Afdeling 2. _ Openbaarmaking van de beslissingen tot verbod van verzekeringstegemoetkoming.
Art.327. Wanneer de beslissingen tot verbod van verzekeringstegemoetkoming in de kosten van de geneeskundige verstrekkingen, genomen krachtens artikel 44 van de wet van 14 februari 1961 voor economische expansie, sociale vooruitgang en financieel herstel, gewijzigd bij artikel 140 van vorenbedoelde wet van 9 augustus 1963, definitief zijn geworden, is het Comité van de Dienst voor geneeskundige controle er toe gehouden de inhoud ervan binnen drie werkdagen mede te delen aan de Dienst voor geneeskundige verzorging en aan de Dienst voor administratieve controle.
  Binnen drie werkdagen wordt daarvan door de Dienst voor geneeskundige verzorging mededeling gedaan aan de verzekeringsinstellingen en door deze onder de in artikel 326 gestelde voorwaarden aan de rechthebbenden der verzekering.
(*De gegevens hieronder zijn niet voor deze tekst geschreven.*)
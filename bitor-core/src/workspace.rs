//! On-disk layout of generated job artifacts.
//!
//! ```text
//! <base>/generate.yml
//! <base>/scans/<job id>/{scan.yaml, targets.json, nuclei_profile.yaml,
//!                        deploy.yml, destroy.yml, logs/, inventory/}
//! ```

use std::path::{Path, PathBuf};
use tracing::{debug, info};

use crate::domain::JobId;
use crate::error::Result;

pub const GENERATE_PLAYBOOK: &str = "generate.yml";
pub const DEPLOY_PLAYBOOK: &str = "deploy.yml";
pub const DESTROY_PLAYBOOK: &str = "destroy.yml";

#[derive(Clone, Debug)]
pub struct ScanWorkspace {
    base: PathBuf,
}

impl ScanWorkspace {
    pub fn new(base: impl Into<PathBuf>) -> Self {
        Self { base: base.into() }
    }

    pub fn base(&self) -> &Path {
        &self.base
    }

    pub fn generate_playbook(&self) -> PathBuf {
        self.base.join(GENERATE_PLAYBOOK)
    }

    pub fn scan_dir(&self, id: JobId) -> PathBuf {
        self.base.join("scans").join(id.to_string())
    }

    pub fn scan_config(&self, id: JobId) -> PathBuf {
        self.scan_dir(id).join("scan.yaml")
    }

    pub fn targets_file(&self, id: JobId) -> PathBuf {
        self.scan_dir(id).join("targets.json")
    }

    pub fn profile_file(&self, id: JobId) -> PathBuf {
        self.scan_dir(id).join("nuclei_profile.yaml")
    }

    pub fn log_dir(&self, id: JobId) -> PathBuf {
        self.scan_dir(id).join("logs")
    }

    pub fn inventory_dir(&self, id: JobId) -> PathBuf {
        self.scan_dir(id).join("inventory")
    }

    pub fn deploy_playbook(&self, id: JobId) -> PathBuf {
        self.scan_dir(id).join(DEPLOY_PLAYBOOK)
    }

    pub fn destroy_playbook(&self, id: JobId) -> PathBuf {
        self.scan_dir(id).join(DESTROY_PLAYBOOK)
    }

    /// Creates the job directory tree and writes the rendered inputs.
    pub async fn prepare(
        &self,
        id: JobId,
        scan_config: &str,
        targets: &serde_json::Value,
        nuclei_profile: &serde_json::Value,
    ) -> Result<()> {
        tokio::fs::create_dir_all(self.log_dir(id)).await?;
        tokio::fs::create_dir_all(self.inventory_dir(id)).await?;

        tokio::fs::write(self.scan_config(id), scan_config).await?;
        tokio::fs::write(
            self.targets_file(id),
            serde_json::to_vec_pretty(targets)?,
        )
        .await?;
        tokio::fs::write(
            self.profile_file(id),
            serde_yml::to_string(nuclei_profile)?,
        )
        .await?;

        debug!(job_id = %id, dir = %self.scan_dir(id).display(), "prepared scan workspace");
        Ok(())
    }

    /// Removes the job's artifacts. Missing directories are not an error.
    pub async fn remove(&self, id: JobId) -> Result<()> {
        match tokio::fs::remove_dir_all(self.scan_dir(id)).await {
            Ok(()) => {
                info!(job_id = %id, "removed scan workspace");
                Ok(())
            }
            Err(err) if err.kind() == std::io::ErrorKind::NotFound => Ok(()),
            Err(err) => Err(err.into()),
        }
    }
}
HOOFDSTUK XVI. _ Beëdiging.
Art.328. Het in artikel 107 van vorenbedoelde wet van 9 augustus 1963, bedoelde eedsformulier luidt:
  "Ik zweer getrouwheid aan de Koning, gehoorzaamheid aan de Grondwet en aan de wetten van het Belgisch volk."
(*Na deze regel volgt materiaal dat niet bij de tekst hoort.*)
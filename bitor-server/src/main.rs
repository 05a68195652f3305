//! # Bitor Server
//!
//! Control plane for ephemeral Nuclei scan infrastructure: renders per-job
//! automation inputs, drives `ansible-playbook` through generate, deploy
//! and teardown, and accepts telemetry from the running scanners.

use anyhow::Context;
use clap::Parser;
use std::sync::Arc;
use tracing::{info, warn};
use tracing_subscriber::{layer::SubscriberExt, util::SubscriberInitExt};

use bitor_core::clock::SystemTimeProvider;
use bitor_core::database::{InMemoryStore, SeedData};
use bitor_core::ports::{JobStore, RecordStore, TracingNotifier};
use bitor_core::pricing::DigitalOceanPricing;
use bitor_core::secrets::{AnsibleVault, MasterKeyCipher, verify_master_key};
use bitor_core::workspace::GENERATE_PLAYBOOK;
use bitor_server::infra::app_state::{AppState, StateParts};
use bitor_server::infra::config::{Cli, Config};
use bitor_server::{routes, tasks};

type Stores = (Arc<dyn JobStore>, Arc<dyn RecordStore>);

async fn open_stores(config: &Config, cipher: &MasterKeyCipher) -> anyhow::Result<Stores> {
    if let Some(url) = config.database_url.as_deref() {
        #[cfg(feature = "database")]
        {
            let store = Arc::new(
                bitor_core::database::PostgresStore::connect(url, 10)
                    .await
                    .context("failed to connect to PostgreSQL")?,
            );
            info!("using PostgreSQL record store");
            let jobs: Arc<dyn JobStore> = store.clone();
            let records: Arc<dyn RecordStore> = store;
            return Ok((jobs, records));
        }
        #[cfg(not(feature = "database"))]
        {
            let _ = url;
            warn!("DATABASE_URL is set but this build has no `database` feature; using the in-memory store");
        }
    }

    let store = match config.seed_file.as_deref() {
        Some(path) => {
            let seed = SeedData::from_file(path)
                .await
                .with_context(|| format!("failed to read seed file {}", path.display()))?;
            info!(path = %path.display(), "seeding in-memory record store");
            InMemoryStore::from_seed(seed, cipher).await?
        }
        None => InMemoryStore::new(),
    };
    warn!("using the in-memory record store; state is lost on restart");
    let store = Arc::new(store);
    let jobs: Arc<dyn JobStore> = store.clone();
    let records: Arc<dyn RecordStore> = store;
    Ok((jobs, records))
}

#[tokio::main]
async fn main() -> anyhow::Result<()> {
    let _ = dotenvy::dotenv();
    let cli = Cli::parse();

    tracing_subscriber::registry()
        .with(
            tracing_subscriber::EnvFilter::try_from_default_env().unwrap_or_else(|_| {
                // Override via RUST_LOG.
                "info,bitor=info,tower_http=warn".into()
            }),
        )
        .with(tracing_subscriber::fmt::layer())
        .init();

    let config = Config::from_args(cli.serve).context("invalid configuration")?;
    info!(config = ?config, "configuration loaded");

    tokio::fs::create_dir_all(config.ansible_base_path.join("scans"))
        .await
        .with_context(|| {
            format!(
                "failed to create scans directory under {}",
                config.ansible_base_path.display()
            )
        })?;
    if !config.ansible_base_path.join(GENERATE_PLAYBOOK).is_file() {
        warn!(
            base = %config.ansible_base_path.display(),
            "{GENERATE_PLAYBOOK} not found; scan generation will fail until it exists"
        );
    }

    let cipher = MasterKeyCipher::new(&config.master_key)?;
    let (jobs, records) = open_stores(&config, &cipher).await?;
    verify_master_key(&cipher, records.as_ref())
        .await
        .context("master key check failed")?;

    let pricing = DigitalOceanPricing::new(&config.digitalocean_api_base)?;
    let parts = StateParts {
        jobs,
        records,
        cipher,
        vault: Arc::new(AnsibleVault::new(&config.vault_bin)),
        pricing: Arc::new(pricing),
        notifier: Arc::new(TracingNotifier),
        clock: Arc::new(SystemTimeProvider),
    };
    let addr = config.socket_addr()?;
    let sweep_interval = config.cost_sweep_interval;
    let state = AppState::new(config, parts);

    if let Some(every) = sweep_interval {
        tasks::spawn_maintenance(state.clone(), every);
        info!(interval = ?every, "cost sweep enabled");
    }

    let router = routes::create_router(state);
    info!("Starting Bitor server on {addr}");
    let listener = tokio::net::TcpListener::bind(addr).await?;
    axum::serve(listener, router)
        .with_graceful_shutdown(shutdown_signal())
        .await?;

    Ok(())
}

async fn shutdown_signal() {
    if let Err(err) = tokio::signal::ctrl_c().await {
        warn!("failed to listen for shutdown signal: {err}");
        std::future::pending::<()>().await;
    }
    info!("shutdown signal received");
}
HOOFDSTUK XVII. _ Overgangsbepalingen.
Art.329. (Opgeheven) <KB 1997-11-10/42, art. 1, 144; Inwerkingtreding : 1997-12-12>

Art.330. (Opgeheven) <KB 1997-11-10/42, art. 1, 144; Inwerkingtreding : 1997-12-12>

Art. 330bis. (Opgeheven) <KB 1997-11-10/42, art. 1, 144; Inwerkingtreding : 1997-12-12>-1989>

Art. 330ter. (Opgeheven) <KB 1997-11-10/42, art. 1, 144; Inwerkingtreding : 1997-12-12>

Art. 330quater. (Opgeheven) <KB 1997-11-10/42, art. 1, 144; Inwerkingtreding : 1997-12-12>

HOOFDSTUK XVIII. _ Inwerkingtreding.
Art.331. Dit besluit treedt in werking op 1 januari 1964, behoudens de bepalingen van de hoofdstukken I, II, III artikelen 45, 46, 47, 48 - 1°, 49, 51, 52, 53, 54, 57, 58, 59, 60, 61 en 68; VII, artikelen 138, 139, 140, 141, 142 en 143 , XIII, artikel 306, tweede lid, XVI en XVII die in werking treden de dag van bekendmaking van genoemd besluit in het Belgisch Staatsblad.
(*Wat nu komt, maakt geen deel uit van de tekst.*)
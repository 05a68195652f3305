//! Background jobs with pollable progress.
//!
//! [`AsyncJobRegistry::start`] returns an id immediately and runs the work on
//! the runtime. The work reports progress through a [`ProgressHandle`]; its
//! output is handed to a save routine, after which the entry is marked
//! completed or failed and kept for a retention window before eviction.

use chrono::{DateTime, Utc};
use parking_lot::Mutex;
use serde::{Deserialize, Serialize};
use std::collections::HashMap;
use std::fmt;
use std::future::Future;
use std::str::FromStr;
use std::sync::Arc;
use std::time::Duration;
use tracing::{debug, warn};
use uuid::Uuid;

use crate::clock::TimeProvider;
use crate::error::{BitorError, Result};

#[derive(Clone, Copy, Debug, Eq, PartialEq, Hash, Serialize, Deserialize)]
#[serde(transparent)]
pub struct ProgressId(pub Uuid);

impl ProgressId {
    pub fn new() -> Self {
        Self(Uuid::now_v7())
    }
}

impl Default for ProgressId {
    fn default() -> Self {
        Self::new()
    }
}

impl fmt::Display for ProgressId {
    fn fmt(&self, f: &mut fmt::Formatter<'_>) -> fmt::Result {
        write!(f, "{}", self.0)
    }
}

impl FromStr for ProgressId {
    type Err = BitorError;

    fn from_str(s: &str) -> std::result::Result<Self, Self::Err> {
        Uuid::parse_str(s.trim()).map(ProgressId).map_err(|_| {
            BitorError::validation(format!("invalid progress id `{s}`"))
        })
    }
}

#[derive(Clone, Copy, Debug, Eq, PartialEq, Serialize, Deserialize)]
#[serde(rename_all = "lowercase")]
pub enum ProgressStatus {
    Running,
    Completed,
    Failed,
}

/// Snapshot of a background job.
#[derive(Clone, Debug, PartialEq, Serialize, Deserialize)]
pub struct JobProgress {
    pub id: ProgressId,
    pub kind: String,
    pub status: ProgressStatus,
    pub percent: u8,
    pub message: String,
    pub started_at: DateTime<Utc>,
    pub finished_at: Option<DateTime<Utc>>,
    pub error: Option<String>,
}

#[derive(Clone, Debug)]
pub struct RegistryConfig {
    /// How long finished entries stay readable.
    pub retention: Duration,
}

impl Default for RegistryConfig {
    fn default() -> Self {
        Self {
            retention: Duration::from_secs(60 * 60),
        }
    }
}

#[derive(Debug)]
struct RegistryInner {
    entries: Mutex<HashMap<ProgressId, JobProgress>>,
    config: RegistryConfig,
    clock: Arc<dyn TimeProvider>,
}

impl RegistryInner {
    fn expired(&self, entry: &JobProgress, now: DateTime<Utc>) -> bool {
        let retention = chrono::Duration::from_std(self.config.retention)
            .unwrap_or(chrono::Duration::MAX);
        entry
            .finished_at
            .and_then(|finished| finished.checked_add_signed(retention))
            .is_some_and(|evict_at| evict_at <= now)
    }

    fn update(&self, id: ProgressId, apply: impl FnOnce(&mut JobProgress)) {
        if let Some(entry) = self.entries.lock().get_mut(&id) {
            apply(entry);
        }
    }

    fn finish(&self, id: ProgressId, outcome: Result<()>) {
        let now = self.clock.utc_now();
        self.update(id, |entry| {
            entry.finished_at = Some(now);
            match outcome {
                Ok(()) => {
                    entry.status = ProgressStatus::Completed;
                    entry.percent = 100;
                    entry.message = "completed".to_string();
                }
                Err(err) => {
                    entry.status = ProgressStatus::Failed;
                    entry.message = "failed".to_string();
                    entry.error = Some(err.to_string());
                }
            }
        });
    }
}

/// Handed to background work to report how far along it is.
#[derive(Clone, Debug)]
pub struct ProgressHandle {
    id: ProgressId,
    inner: Arc<RegistryInner>,
}

impl ProgressHandle {
    pub fn id(&self) -> ProgressId {
        self.id
    }

    pub fn update(&self, percent: u8, message: impl Into<String>) {
        let message = message.into();
        self.inner.update(self.id, |entry| {
            entry.percent = percent.min(100);
            entry.message = message;
        });
    }
}

/// Registry of background jobs, owned by whoever starts them.
#[derive(Clone, Debug)]
pub struct AsyncJobRegistry {
    inner: Arc<RegistryInner>,
}

impl AsyncJobRegistry {
    pub fn new(config: RegistryConfig, clock: Arc<dyn TimeProvider>) -> Self {
        Self {
            inner: Arc::new(RegistryInner {
                entries: Mutex::new(HashMap::new()),
                config,
                clock,
            }),
        }
    }

    /// Registers an entry and spawns `work`. Its output is passed to `save`;
    /// the entry completes only once `save` succeeds.
    pub fn start<W, WFut, T, S, SFut>(
        &self,
        kind: impl Into<String>,
        work: W,
        save: S,
    ) -> ProgressId
    where
        W: FnOnce(ProgressHandle) -> WFut + Send + 'static,
        WFut: Future<Output = Result<T>> + Send + 'static,
        T: Send + 'static,
        S: FnOnce(T) -> SFut + Send + 'static,
        SFut: Future<Output = Result<()>> + Send + 'static,
    {
        let id = ProgressId::new();
        let kind = kind.into();
        self.inner.entries.lock().insert(
            id,
            JobProgress {
                id,
                kind: kind.clone(),
                status: ProgressStatus::Running,
                percent: 0,
                message: "started".to_string(),
                started_at: self.inner.clock.utc_now(),
                finished_at: None,
                error: None,
            },
        );

        let handle = ProgressHandle {
            id,
            inner: Arc::clone(&self.inner),
        };
        let inner = Arc::clone(&self.inner);
        tokio::spawn(async move {
            // Run the work in its own task so a panic still finishes the entry.
            let outcome = match tokio::spawn(work(handle)).await {
                Ok(Ok(output)) => save(output).await,
                Ok(Err(err)) => Err(err),
                Err(join) => Err(BitorError::Internal(format!(
                    "background job aborted: {join}"
                ))),
            };
            if let Err(err) = &outcome {
                warn!(progress_id = %id, %kind, "background job failed: {err}");
            } else {
                debug!(progress_id = %id, %kind, "background job completed");
            }
            inner.finish(id, outcome);

            tokio::time::sleep(inner.config.retention).await;
            inner.entries.lock().remove(&id);
        });

        id
    }

    /// Copy of the entry, or `NotFound` once unknown or evicted.
    pub fn get_progress(&self, id: ProgressId) -> Result<JobProgress> {
        let now = self.inner.clock.utc_now();
        let mut entries = self.inner.entries.lock();
        match entries.get(&id) {
            Some(entry) if self.inner.expired(entry, now) => {
                entries.remove(&id);
                Err(BitorError::not_found(format!("job {id}")))
            }
            Some(entry) => Ok(entry.clone()),
            None => Err(BitorError::not_found(format!("job {id}"))),
        }
    }

    /// Drops every finished entry past its retention window.
    pub fn prune(&self) -> usize {
        let now = self.inner.clock.utc_now();
        let mut entries = self.inner.entries.lock();
        let before = entries.len();
        entries.retain(|_, entry| !self.inner.expired(entry, now));
        before - entries.len()
    }

    pub fn len(&self) -> usize {
        self.inner.entries.lock().len()
    }

    pub fn is_empty(&self) -> bool {
        self.len() == 0
    }
}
Art.332. Onze Minister van Sociale Voorzorg is belast met de uitvoering van dit besluit.

Art. N. Bijlagen. I. Inschrijvingsaanvraag. <Niet opgenomen om technische redenen; zie B. St. 08-01-1963>
  II. (opgeheven) <KB 1986-05-14/31, art. 28, 025>
  III. (opgeheven) <KB 1986-05-14/31, art. 28, 025>
  IV. Inhoudstafel <Wegens technische redenen werd de inhoud van de bijlagen, waarvan sprake in bovenstaand artikel, niet in het computerbestand opgenomen. U kunt ze terugvinden in het Belgisch Staatsblad van 8 januari 1963>.